If I understand what you are trying to do then here is how I would
approach it.
Write an HtmlParseFilter that sets an attribute in the ParseData
MetaData based on whether the page contains what you are looking for.
Then write another MR job that runs after the crawl/index cycle. This
job would need to update the CrawlDatum MetaData based on your priority
calculation (inlinks and contains text, etc.). Then hack the Generator
class around line 160 to change the sort value that it is using based on
the CrawlDatum MetaData. I would make using this new sort value an
option that you can turn on and off by using different configuration values.
Hope this helps.
Dennis Kubes
Brian Whitman wrote:
On Feb 17, 2007, at 12:58 PM, Dennis Kubes wrote:
You can use an HtmlParseFilter and then set a metadata attribute as to
whether or not it contains the phrase. Problem with this is that all
of the content is still stored. You could also change the
ParseOutputFormat to only write out if the word is contained although
that is a bit of a hack.
I'm not worried about a hack, our whole set up is very "der lauf der
dinge" and one more plank won't matter much :) But after sending my
question out, I realized that I would need to index the document anyway
before being able to lucene query it for topicality. I don't mind having
pages stored that don't match my query, but I really would rather the
generator not get more outlinks from those pages.

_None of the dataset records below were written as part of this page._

//! Approval contracts: decisions, requests, providers, and the stable
//! approval key.

use async_trait::async_trait;
use serde::{Deserialize, Serialize};
use serde_json::Value;
use sha2::{Digest, Sha256};

use relay_domain::error::Result;

/// Decision taken for a single approval request.
#[derive(Debug, Clone, Copy, PartialEq, Eq, Serialize, Deserialize)]
#[serde(rename_all = "snake_case")]
pub enum ApprovalDecision {
    Approved,
    ApprovedForSession,
    Denied,
    Abort,
}

impl ApprovalDecision {
    pub fn as_str(&self) -> &'static str {
        match self {
            Self::Approved => "approved",
            Self::ApprovedForSession => "approved_for_session",
            Self::Denied => "denied",
            Self::Abort => "abort",
        }
    }
}

/// Approval request shown to a human or rule engine.
///
/// `summary` and `details` are sanitized before construction and never
/// carry secret values.
#[derive(Debug, Clone, Serialize, Deserialize)]
pub struct ApprovalRequest {
    /// Stable hash over `(tool, sanitized_request)`; keys the session
    /// approval cache across retries and resumes.
    pub approval_key: String,
    pub tool: String,
    pub summary: String,
    #[serde(default)]
    pub details: Value,
}

/// Approval adapter. The runtime never reads stdin or pops dialogs
/// itself; integrations resolve the request from their own surface.
#[async_trait]
pub trait ApprovalProvider: Send + Sync {
    /// Request a decision for one gated operation. `timeout_ms == None`
    /// leaves the waiting strategy to the implementation.
    async fn request_approval(
        &self,
        request: &ApprovalRequest,
        timeout_ms: Option<u64>,
    ) -> Result<ApprovalDecision>;
}

/// Hex SHA-256 over the canonical JSON of `{tool, request}`.
///
/// serde_json serializes object keys in sorted order with minimal
/// separators and preserves non-ASCII, which is exactly the canonical
/// form, so the key is deterministic under request-key reordering.
pub fn compute_approval_key(tool: &str, request: &Value) -> String {
    let canonical = serde_json::json!({"request": request, "tool": tool});
    let raw = serde_json::to_string(&canonical).unwrap_or_else(|e| {
        tracing::warn!(error = %e, "failed to canonicalize approval request");
        String::new()
    });
    hex::encode(Sha256::digest(raw.as_bytes()))
}

// ━━━━━━━━━━━━━━━━━━━━━━━━━━━━━━━━━━━━━━━━━━━━━━━━━━━━━━━━━━━━━━━━━━
// Rule-based provider
// ━━━━━━━━━━━━━━━━━━━━━━━━━━━━━━━━━━━━━━━━━━━━━━━━━━━━━━━━━━━━━━━━━━

/// Predicate over an approval request; a `false` or erroring predicate
/// counts as no match.
pub type ApprovalCondition = Box<dyn Fn(&ApprovalRequest) -> bool + Send + Sync>;

/// An ordered approval rule: exact tool match plus an optional condition.
pub struct ApprovalRule {
    pub tool: String,
    pub condition: Option<ApprovalCondition>,
    pub decision: ApprovalDecision,
}

impl ApprovalRule {
    pub fn new(tool: impl Into<String>, decision: ApprovalDecision) -> Self {
        Self {
            tool: tool.into(),
            condition: None,
            decision,
        }
    }

    pub fn when(mut self, condition: ApprovalCondition) -> Self {
        self.condition = Some(condition);
        self
    }
}

/// Programmatic approvals for unattended runs.
///
/// Fail-closed: no matching rule means the default decision, and the
/// default defaults to `Denied`.
pub struct RuleBasedApprovalProvider {
    rules: Vec<ApprovalRule>,
    default: ApprovalDecision,
}

impl RuleBasedApprovalProvider {
    pub fn new(rules: Vec<ApprovalRule>) -> Self {
        Self {
            rules,
            default: ApprovalDecision::Denied,
        }
    }

    pub fn with_default(mut self, default: ApprovalDecision) -> Self {
        self.default = default;
        self
    }
}

#[async_trait]
impl ApprovalProvider for RuleBasedApprovalProvider {
    async fn request_approval(
        &self,
        request: &ApprovalRequest,
        _timeout_ms: Option<u64>,
    ) -> Result<ApprovalDecision> {
        let tool = request.tool.trim();
        for rule in &self.rules {
            if rule.tool.trim() != tool {
                continue;
            }
            match &rule.condition {
                None => return Ok(rule.decision),
                Some(cond) => {
                    if cond(request) {
                        return Ok(rule.decision);
                    }
                }
            }
        }
        Ok(self.default)
    }
}

#[cfg(test)]
mod tests {
    use super::*;

    #[test]
    fn approval_key_is_stable_under_key_reordering() {
        let a = serde_json::json!({"argv": ["echo", "hi"], "cwd": "/tmp"});
        let b = serde_json::json!({"cwd": "/tmp", "argv": ["echo", "hi"]});
        assert_eq!(
            compute_approval_key("shell_exec", &a),
            compute_approval_key("shell_exec", &b)
        );
    }

    #[test]
    fn approval_key_differs_by_tool_and_request() {
        let req = serde_json::json!({"argv": ["echo"]});
        assert_ne!(
            compute_approval_key("shell_exec", &req),
            compute_approval_key("exec_command", &req)
        );
        assert_ne!(
            compute_approval_key("shell_exec", &req),
            compute_approval_key("shell_exec", &serde_json::json!({"argv": ["ls"]}))
        );
    }

    fn request(tool: &str) -> ApprovalRequest {
        ApprovalRequest {
            approval_key: "k".into(),
            tool: tool.into(),
            summary: String::new(),
            details: serde_json::json!({}),
        }
    }

    #[tokio::test]
    async fn rules_match_in_order_and_default_denies() {
        let provider = RuleBasedApprovalProvider::new(vec![ApprovalRule::new(
            "file_write",
            ApprovalDecision::Approved,
        )]);
        assert_eq!(
            provider
                .request_approval(&request("file_write"), None)
                .await
                .unwrap(),
            ApprovalDecision::Approved
        );
        assert_eq!(
            provider
                .request_approval(&request("shell_exec"), None)
                .await
                .unwrap(),
            ApprovalDecision::Denied
        );
    }

    #[tokio::test]
    async fn condition_false_falls_through() {
        let provider = RuleBasedApprovalProvider::new(vec![
            ApprovalRule::new("shell_exec", ApprovalDecision::Approved)
                .when(Box::new(|req| req.summary.contains("echo"))),
            ApprovalRule::new("shell_exec", ApprovalDecision::Abort),
        ]);
        let mut req = request("shell_exec");
        req.summary = "Authorize shell_exec: rm".into();
        assert_eq!(
            provider.request_approval(&req, None).await.unwrap(),
            ApprovalDecision::Abort
        );
    }
}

So a simple fix would be something I can write or run after a
crawl/index cycle that can mark certain pages to not emit more URIs in
the generator. It would query each page in an index and update some
flag. But what is that flag and how can I get at it?
And more advanced and later on -- the generator has smarts to prioritize
fetching by inlink counts-- is there something I can hack to "boost"
outlink fetches based on the source page's content? for example - I
find a page that scores high on my lucene query after crawl/index gets
done. I would want the generator to put all of its outlinks up top, even
if there's not many inlinks to that page... would this be a "generator
plugin?"
-Brian